Bastian Sundermann mit gebrauchtem Tag
Auch Bastian Sundermann war mit der Ambition „EM-Ticket“ nach Mannheim gefahren. Die Stadionrunde gestaltete sich für den deutschen Hallenmeister dann aber sehr zäh, in 48,60 Sekunden blieb er klar über seiner persönlichen Bestleistung und dem EM-Standard. „Bastian hat nicht gut ins Rennen gefunden. Er konnte wenig Druck in die ersten Schritte bringen und hat auf Bahn sieben früh den Anschluss an den einzigen optisch vor ihm laufenden Athleten verloren.

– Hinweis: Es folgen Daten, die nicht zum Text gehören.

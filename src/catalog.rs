use chrono::NaiveDate;

use crate::content_api::{ApiResult, ContentApi};
use crate::post::{Category, Post};
use crate::slug::category_slug;
use crate::text_utils::parse_day;

pub const RELATED_LIMIT: usize = 3;

pub fn find_category<'a>(categories: &'a [Category], slug: &str) -> Option<&'a Category> {
    categories.iter().find(|c| category_slug(&c.name) == slug)
}

/// Posts are joined to categories by name.
pub fn posts_in_category<'a>(posts: &'a [Post], category_name: &str) -> Vec<&'a Post> {
    posts.iter().filter(|p| p.category.name == category_name).collect()
}

/// Category named by `slug` with its posts, `None` when no category has
/// that slug. Posts are only fetched once the category is known.
pub async fn load_category<A: ContentApi>(api: &A, slug: &str) -> ApiResult<Option<(Category, Vec<Post>)>> {
    let categories = api.list_categories().await?;
    let Some(category) = find_category(&categories, slug).cloned() else {
        return Ok(None);
    };

    let posts = api.list_posts().await?;
    let category_posts = posts_in_category(&posts, &category.name).into_iter().cloned().collect();
    Ok(Some((category, category_posts)))
}

pub fn related_posts<'a>(posts: &'a [Post], current: &Post, limit: usize) -> Vec<&'a Post> {
    posts.iter()
        .filter(|p| p.category.name == current.category.name && p.id != current.id)
        .take(limit)
        .collect()
}

fn published_on(post: &Post, day: NaiveDate) -> bool {
    if post.created_at.is_some_and(|created| created.date_naive() == day) {
        return true;
    }
    post.date.as_deref().and_then(parse_day) == Some(day)
}

pub fn posts_published_on(posts: &[Post], day: NaiveDate) -> Vec<&Post> {
    posts.iter().filter(|p| published_on(p, day)).collect()
}

/// Case-insensitive match on title, excerpt and category name.
pub fn search<'a>(posts: &'a [Post], query: &str) -> Vec<&'a Post> {
    let query = query.trim().to_lowercase();
    if query.is_empty() {
        return vec![];
    }

    posts.iter()
        .filter(|p| {
            p.title.to_lowercase().contains(&query)
                || p.excerpt.to_lowercase().contains(&query)
                || p.category.name.to_lowercase().contains(&query)
        })
        .collect()
}
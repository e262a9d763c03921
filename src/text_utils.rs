use std::ops::Index;

use chrono::{DateTime, NaiveDate, Utc};
use lazy_static::lazy_static;
use regex::Regex;

lazy_static! {
    static ref DATE_PREFIX: Regex = Regex::new(r#"^(\d{4})-(\d{1,2})-(\d{1,2})"#).unwrap();
}

/// Calendar day of a display date such as "2024-01-20" or
/// "2024-01-20T09:30:00Z". RFC 3339 values are taken in UTC.
pub fn parse_day(buf: &str) -> Option<NaiveDate> {
    let buf = buf.trim();
    if let Ok(date_time) = DateTime::parse_from_rfc3339(buf) {
        return Some(date_time.with_timezone(&Utc).date_naive());
    }

    let caps = DATE_PREFIX.captures(buf)?;
    let y: i32 = caps.index(1).parse().ok()?;
    let m: u32 = caps.index(2).parse().ok()?;
    let d: u32 = caps.index(3).parse().ok()?;
    NaiveDate::from_ymd_opt(y, m, d)
}

/// Trims `text` to at most `max_chars` characters, ending on a word when possible.
pub fn summarize(text: &str, max_chars: usize) -> String {
    if text.chars().count() <= max_chars {
        return text.to_string();
    }

    let cut: String = text.chars().take(max_chars).collect();
    let cut = match cut.rfind(char::is_whitespace) {
        Some(pos) if pos > 0 => &cut[..pos],
        _ => cut.as_str(),
    };
    format!("{}...", cut.trim_end())
}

Hinten raus ist er dann fest geworden“, fasste Trainer Jan Vogt das Rennen zusammen.Rehabilitation als Schlussläufer der 4 x 400-Meter-Staffel
Am Tag darauf konnte sich Bastian Sundermann als Schlussläufer der 4 x 400-Meter-Staffel rehabilitieren: Nach erneut schwacher Eröffnung zeigte der 19-Jährige eine starke Reaktion und rollte das Staffelfeld von hinten auf. „Der Bundestrainer hat Bastian mit einer 47,5/47,6 herausgestoppt – so haben wir uns die 400 Meter vorgestellt und Bastian hat gezeigt, dass er grundsätzlich in einer starken Verfassung ist“, waren Jan Vogt und auch Bastian Sundermann selbst nach dem Staffelrennen optimistischer gestimmt. Das Team „Germany II“ mit Bastian Sundermann belegte in 3:11,45 Minuten Platz drei unmittelbar hinter „Germany I“. Fast hätte Bastian dabei noch Lasse Schmitt abgefangen; der Königsteiner ist in den letzten Wochen sowohl über die 400 Meter „flach“ als auch über die 400-Meter-Hürden die U20 EM-Norm gelaufen und insofern ein echter Gradmesser.Bastian Sundermann und Jan Vogt hoffen, mit einer guten Unterdistanz-Performance in Göttingen den Kopf zu resetten, um in den Wochen vor den deutschen U20-Meisterschaften an die formidable Saisoneröffnung anknüpfen zu können. Die Startplätze für Jerusalem sind noch offen: Lediglich Lasse Schmitt ist bisher unter der Norm (47,35 Sekunden) geblieben, als Nummer fünf der europäischen U20-Bestenliste über die 400-Meter-Hürden dürfte er dabei keine Ambitionen für einen 400 Meter-Einzelstart haben. Bei den deutschen Jugendmeisterschaften in Rostock ist deshalb vieles möglich.